TRY IT => Search the material below for the string "quoted" and copy each line where it appears.

RECORDS SHOWN =>
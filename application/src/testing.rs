//! Test doubles shared by the use case tests.

use crate::ports::session_presenter::SessionPresenter;
use crate::ports::tool_dispatcher::{NO_TOOLS_TEXT, ToolDispatcher};
use crate::ports::transcript::TranscriptWriter;
use async_trait::async_trait;
use chatbot_domain::model::{FragmentSink, LanguageModel, ModelError};
use chatbot_domain::session::{Role, TemplateTurn};
use chatbot_domain::tool::{
    CommandSpec, Directive, DispatchError, DispatchOutcome, InputSource, Tool, ToolIo,
};
use std::collections::VecDeque;
use std::io;
use std::path::{Path, PathBuf};
use std::sync::{Arc, Mutex};

/// Model that replays one fragment script per generation.
pub struct ScriptedModel {
    scripts: Mutex<VecDeque<Vec<&'static str>>>,
    ingested: Mutex<Vec<String>>,
    generations: Mutex<usize>,
    saves: Mutex<Vec<PathBuf>>,
    loads: Mutex<Vec<PathBuf>>,
    think: Option<&'static str>,
    fail_ingest: bool,
    fail_generation: bool,
}

impl ScriptedModel {
    pub fn new(scripts: Vec<Vec<&'static str>>) -> Self {
        Self {
            scripts: Mutex::new(scripts.into()),
            ingested: Mutex::new(Vec::new()),
            generations: Mutex::new(0),
            saves: Mutex::new(Vec::new()),
            loads: Mutex::new(Vec::new()),
            think: None,
            fail_ingest: false,
            fail_generation: false,
        }
    }

    pub fn with_think(mut self, prefix: &'static str) -> Self {
        self.think = Some(prefix);
        self
    }

    pub fn failing_ingest(mut self) -> Self {
        self.fail_ingest = true;
        self
    }

    pub fn failing_generation(mut self) -> Self {
        self.fail_generation = true;
        self
    }

    pub fn ingested(&self) -> Vec<String> {
        self.ingested.lock().unwrap().clone()
    }

    pub fn generations(&self) -> usize {
        *self.generations.lock().unwrap()
    }

    pub fn saves(&self) -> Vec<PathBuf> {
        self.saves.lock().unwrap().clone()
    }

    pub fn loads(&self) -> Vec<PathBuf> {
        self.loads.lock().unwrap().clone()
    }
}

#[async_trait]
impl LanguageModel for ScriptedModel {
    fn name(&self) -> &str {
        "scripted"
    }

    fn apply_template(&self, turns: &[TemplateTurn]) -> String {
        turns
            .iter()
            .map(|turn| match &turn.message {
                Some(message) => format!("{}: {}", turn.role, message.trim()),
                None => format!("{}:", turn.role),
            })
            .collect::<Vec<_>>()
            .join("\n\n")
    }

    async fn ingest(&self, text: &str) -> Result<(), ModelError> {
        self.ingested.lock().unwrap().push(text.to_string());
        if self.fail_ingest {
            return Err(ModelError::Ingest("scripted failure".into()));
        }
        Ok(())
    }

    async fn generate_streaming(&self, sink: &mut dyn FragmentSink) -> Result<(), ModelError> {
        *self.generations.lock().unwrap() += 1;
        if self.fail_generation {
            return Err(ModelError::Generation("scripted failure".into()));
        }
        let script = self.scripts.lock().unwrap().pop_front().unwrap_or_default();
        for fragment in script {
            sink.on_fragment(fragment).await;
        }
        Ok(())
    }

    async fn save_state(&self, path: &Path) -> Result<(), ModelError> {
        self.saves.lock().unwrap().push(path.to_path_buf());
        Ok(())
    }

    async fn load_state(&self, path: &Path) -> Result<(), ModelError> {
        self.loads.lock().unwrap().push(path.to_path_buf());
        Ok(())
    }

    fn think_prefix(&self) -> Option<&str> {
        self.think
    }
}

/// Tool that answers every command with fixed output, or with model input.
pub struct EchoTool {
    name: String,
    output: String,
    status: i32,
    reading: bool,
    commands: Vec<CommandSpec>,
}

impl EchoTool {
    pub fn returning(name: &str, output: &str, status: i32) -> Self {
        Self {
            name: name.to_string(),
            output: output.to_string(),
            status,
            reading: false,
            commands: Vec::new(),
        }
    }

    pub fn reading(name: &str) -> Self {
        Self {
            reading: true,
            ..Self::returning(name, "", 0)
        }
    }
}

#[async_trait]
impl Tool for EchoTool {
    fn name(&self) -> &str {
        &self.name
    }

    fn description(&self) -> &str {
        "echo"
    }

    fn commands(&self) -> &[CommandSpec] {
        &self.commands
    }

    async fn invoke(&self, _argv: &[String], io: &mut ToolIo<'_>) -> i32 {
        if self.reading {
            let text = io.read_input().await;
            io.print(text);
        } else {
            io.print(&self.output);
        }
        self.status
    }
}

/// Dispatcher that routes every directive to a single tool, if any.
#[derive(Default)]
pub struct StubDispatcher {
    tool: Option<Arc<dyn Tool>>,
    calls: Mutex<Vec<Vec<String>>>,
}

impl StubDispatcher {
    pub fn with_tool(tool: impl Tool + 'static) -> Self {
        Self {
            tool: Some(Arc::new(tool)),
            calls: Mutex::new(Vec::new()),
        }
    }

    pub fn calls(&self) -> Vec<Vec<String>> {
        self.calls.lock().unwrap().clone()
    }
}

#[async_trait]
impl ToolDispatcher for StubDispatcher {
    async fn dispatch(
        &self,
        directive: &Directive,
        input: &mut dyn InputSource,
    ) -> Result<DispatchOutcome, DispatchError> {
        let argv = directive.tool_argv();
        self.calls.lock().unwrap().push(argv.clone());
        let Some(tool) = &self.tool else {
            return Err(DispatchError::NotFound {
                command: directive.command().to_string(),
            });
        };
        let mut io = ToolIo::new(input);
        let status = tool.invoke(&argv, &mut io).await;
        Ok(DispatchOutcome {
            tool: tool.name().to_string(),
            command_line: directive.text.clone(),
            status,
            output: io.into_output(),
        })
    }

    fn describe(&self) -> String {
        match &self.tool {
            Some(tool) => format!("## Tool {}\n", tool.name()),
            None => NO_TOOLS_TEXT.to_string(),
        }
    }
}

#[derive(Default)]
pub struct RecordingPresenter {
    visible: Mutex<String>,
    thought: Mutex<String>,
    thought_ends: Mutex<usize>,
    messages: Mutex<Vec<(Role, String)>>,
}

impl RecordingPresenter {
    pub fn visible(&self) -> String {
        self.visible.lock().unwrap().clone()
    }

    pub fn thought(&self) -> String {
        self.thought.lock().unwrap().clone()
    }

    pub fn thought_ends(&self) -> usize {
        *self.thought_ends.lock().unwrap()
    }

    pub fn messages(&self) -> Vec<(Role, String)> {
        self.messages.lock().unwrap().clone()
    }
}

impl SessionPresenter for RecordingPresenter {
    fn on_assistant_start(&self) {}

    fn on_text(&self, text: &str) {
        self.visible.lock().unwrap().push_str(text);
    }

    fn on_assistant_end(&self) {}

    fn on_turn_message(&self, role: Role, message: &str) {
        self.messages
            .lock()
            .unwrap()
            .push((role, message.to_string()));
    }

    fn on_thought(&self, text: &str) {
        self.thought.lock().unwrap().push_str(text);
    }

    fn on_thought_end(&self) {
        *self.thought_ends.lock().unwrap() += 1;
    }
}

#[derive(Default)]
pub struct RecordingTranscript {
    records: Mutex<Vec<String>>,
    fail: bool,
}

impl RecordingTranscript {
    pub fn failing() -> Self {
        Self {
            fail: true,
            ..Self::default()
        }
    }

    pub fn records(&self) -> Vec<String> {
        self.records.lock().unwrap().clone()
    }
}

impl TranscriptWriter for RecordingTranscript {
    fn append(&self, record: &str) -> io::Result<()> {
        if self.fail {
            return Err(io::Error::other("disk full"));
        }
        self.records.lock().unwrap().push(record.to_string());
        Ok(())
    }
}
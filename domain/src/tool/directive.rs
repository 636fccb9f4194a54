//! Directive parsing
//!
//! A directive is a generated line of the form `![namespace::]command arg...`.
//! The marker is stripped by the stream parser; this module turns the rest of
//! the line into an argument vector using shell-style quoting:
//!
//! | Syntax | Meaning |
//! |--------|---------|
//! | `'text'` | literal, no escapes |
//! | `"text"` | `\` escapes only `"`, `\`, `$`, `` ` `` and newline |
//! | `\c` | literal `c` outside quotes; `\<newline>` is removed |
//! | blanks | separate words; adjacent quoted/unquoted parts join |

use thiserror::Error;

use super::error::DispatchError;

/// Character that opens a directive line.
pub const DIRECTIVE_MARKER: char = '!';

/// Separator between a tool namespace and a command name.
pub const NAMESPACE_SEPARATOR: &str = "::";

/// Shell-style tokenization failure.
#[derive(Debug, Clone, PartialEq, Eq, Error)]
pub enum QuoteError {
    #[error("Text was empty (or contained only whitespace)")]
    Empty,

    #[error("Text ended before matching quote was found for {0}.")]
    UnterminatedQuote(char),

    #[error("Text ended just after a '\\' character.")]
    TrailingBackslash,
}

/// Split `text` into words using shell-style quoting rules.
pub fn split_argv(text: &str) -> Result<Vec<String>, QuoteError> {
    let mut words = Vec::new();
    let mut current = String::new();
    // Distinguishes "no word yet" from a quoted empty word like `''`.
    let mut in_word = false;
    let mut chars = text.chars();

    while let Some(c) = chars.next() {
        match c {
            ' ' | '\t' | '\n' | '\r' => {
                if in_word {
                    words.push(std::mem::take(&mut current));
                    in_word = false;
                }
            }
            '\'' => {
                in_word = true;
                loop {
                    match chars.next() {
                        Some('\'') => break,
                        Some(c) => current.push(c),
                        None => return Err(QuoteError::UnterminatedQuote('\'')),
                    }
                }
            }
            '"' => {
                in_word = true;
                loop {
                    match chars.next() {
                        Some('"') => break,
                        Some('\\') => match chars.next() {
                            Some('\n') => {}
                            Some(c @ ('"' | '\\' | '$' | '`')) => current.push(c),
                            Some(c) => {
                                current.push('\\');
                                current.push(c);
                            }
                            None => return Err(QuoteError::UnterminatedQuote('"')),
                        },
                        Some(c) => current.push(c),
                        None => return Err(QuoteError::UnterminatedQuote('"')),
                    }
                }
            }
            '\\' => match chars.next() {
                Some('\n') => {}
                Some(c) => {
                    in_word = true;
                    current.push(c);
                }
                None => return Err(QuoteError::TrailingBackslash),
            },
            c => {
                in_word = true;
                current.push(c);
            }
        }
    }

    if in_word {
        words.push(current);
    }
    if words.is_empty() {
        return Err(QuoteError::Empty);
    }
    Ok(words)
}

/// A tokenized directive.
#[derive(Debug, Clone, PartialEq, Eq)]
pub struct Directive {
    /// The command text as generated, marker and line terminator removed.
    pub text: String,
    /// Tokens; `argv[0]` may carry a `namespace::` prefix.
    pub argv: Vec<String>,
}

impl Directive {
    /// Tokenize the text following a directive marker.
    pub fn parse(text: &str) -> Result<Self, DispatchError> {
        let text = text.trim_end_matches(['\n', '\r']);
        let argv = split_argv(text).map_err(|e| DispatchError::ParseFailure {
            command: text.to_string(),
            reason: e.to_string(),
        })?;
        Ok(Self {
            text: text.to_string(),
            argv,
        })
    }

    fn head(&self) -> &str {
        self.argv.first().map(String::as_str).unwrap_or_default()
    }

    /// Tool namespace, if `argv[0]` is written as `namespace::command`.
    pub fn namespace(&self) -> Option<&str> {
        self.head()
            .split_once(NAMESPACE_SEPARATOR)
            .map(|(namespace, _)| namespace)
    }

    /// Command name with any namespace removed.
    pub fn command(&self) -> &str {
        let head = self.head();
        head.split_once(NAMESPACE_SEPARATOR)
            .map(|(_, command)| command)
            .unwrap_or(head)
    }

    /// Argument vector handed to the tool: `argv[0]` is the bare command.
    pub fn tool_argv(&self) -> Vec<String> {
        let mut argv = self.argv.clone();
        if let Some(first) = argv.first_mut() {
            *first = self.command().to_string();
        }
        argv
    }
}

#[cfg(test)]
mod tests {
    use super::*;

    fn words(text: &str) -> Vec<String> {
        split_argv(text).unwrap()
    }

    #[test]
    fn splits_on_blanks() {
        assert_eq!(words("add 1  2"), vec!["add", "1", "2"]);
        assert_eq!(words("  \tls\t-l "), vec!["ls", "-l"]);
    }

    #[test]
    fn quotes_group_words() {
        assert_eq!(words("echo 'a b' \"c d\""), vec!["echo", "a b", "c d"]);
        assert_eq!(words("echo a'b'\"c\""), vec!["echo", "abc"]);
        assert_eq!(words("echo ''"), vec!["echo", ""]);
    }

    #[test]
    fn escapes() {
        assert_eq!(words(r"echo a\ b"), vec!["echo", "a b"]);
        assert_eq!(words(r#"echo "say \"hi\"""#), vec!["echo", "say \"hi\""]);
        assert_eq!(words(r#"echo "a\nb""#), vec!["echo", "a\\nb"]);
        assert_eq!(words(r"echo 'a\b'"), vec!["echo", "a\\b"]);
    }

    #[test]
    fn quoting_failures() {
        assert_eq!(split_argv(""), Err(QuoteError::Empty));
        assert_eq!(split_argv("   "), Err(QuoteError::Empty));
        assert_eq!(
            split_argv("echo 'open"),
            Err(QuoteError::UnterminatedQuote('\''))
        );
        assert_eq!(
            split_argv("echo \"open"),
            Err(QuoteError::UnterminatedQuote('"'))
        );
        assert_eq!(split_argv("echo \\"), Err(QuoteError::TrailingBackslash));
    }

    #[test]
    fn directive_namespace() {
        let d = Directive::parse("calc::add 1 2\n").unwrap();
        assert_eq!(d.text, "calc::add 1 2");
        assert_eq!(d.namespace(), Some("calc"));
        assert_eq!(d.command(), "add");
        assert_eq!(d.tool_argv(), vec!["add", "1", "2"]);

        let d = Directive::parse("add 1 2").unwrap();
        assert_eq!(d.namespace(), None);
        assert_eq!(d.command(), "add");
        assert_eq!(d.tool_argv(), d.argv);
    }

    #[test]
    fn directive_parse_failure_keeps_text() {
        let err = Directive::parse("say 'oops\r\n").unwrap_err();
        assert_eq!(
            err,
            DispatchError::ParseFailure {
                command: "say 'oops".into(),
                reason: "Text ended before matching quote was found for '.".into(),
            }
        );
    }
}
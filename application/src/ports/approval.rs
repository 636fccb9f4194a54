//! Approval port for tools with side effects.
//!
//! A tool that runs arbitrary commands asks an [`ApprovalGate`] before each
//! invocation. The session core never calls this port itself; it is handed
//! to such tools when they are constructed.
//!
//! # Built-in Implementations
//!
//! - [`AutoApprove`] - Always approves
//! - [`AutoReject`] - Always rejects
//!
//! For interactive use, see `InteractiveApproval` in the presentation layer.

use async_trait::async_trait;
use thiserror::Error;

#[derive(Debug, Clone, Copy, PartialEq, Eq)]
pub enum ApprovalDecision {
    Approve,
    Reject,
}

/// Failure to obtain a decision, as opposed to a rejection.
#[derive(Debug, Clone, Error)]
pub enum ApprovalError {
    #[error("Operation cancelled")]
    Cancelled,

    #[error("I/O error: {0}")]
    Io(String),
}

/// Port for confirming a risky operation with the end user.
#[async_trait]
pub trait ApprovalGate: Send + Sync {
    /// Ask whether `tool` may run `argv`.
    async fn request_approval(
        &self,
        tool: &str,
        argv: &[String],
    ) -> Result<ApprovalDecision, ApprovalError>;
}

/// Approves every request.
///
/// **Use with caution!** Model-written commands run without confirmation.
pub struct AutoApprove;

#[async_trait]
impl ApprovalGate for AutoApprove {
    async fn request_approval(
        &self,
        _tool: &str,
        _argv: &[String],
    ) -> Result<ApprovalDecision, ApprovalError> {
        Ok(ApprovalDecision::Approve)
    }
}

/// Rejects every request. The safest non-interactive mode.
pub struct AutoReject;

#[async_trait]
impl ApprovalGate for AutoReject {
    async fn request_approval(
        &self,
        _tool: &str,
        _argv: &[String],
    ) -> Result<ApprovalDecision, ApprovalError> {
        Ok(ApprovalDecision::Reject)
    }
}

REPLY =>
//! | blanks | separate words; adjacent quoted/unquoted parts join |
    // Distinguishes "no word yet" from a quoted empty word like `''`.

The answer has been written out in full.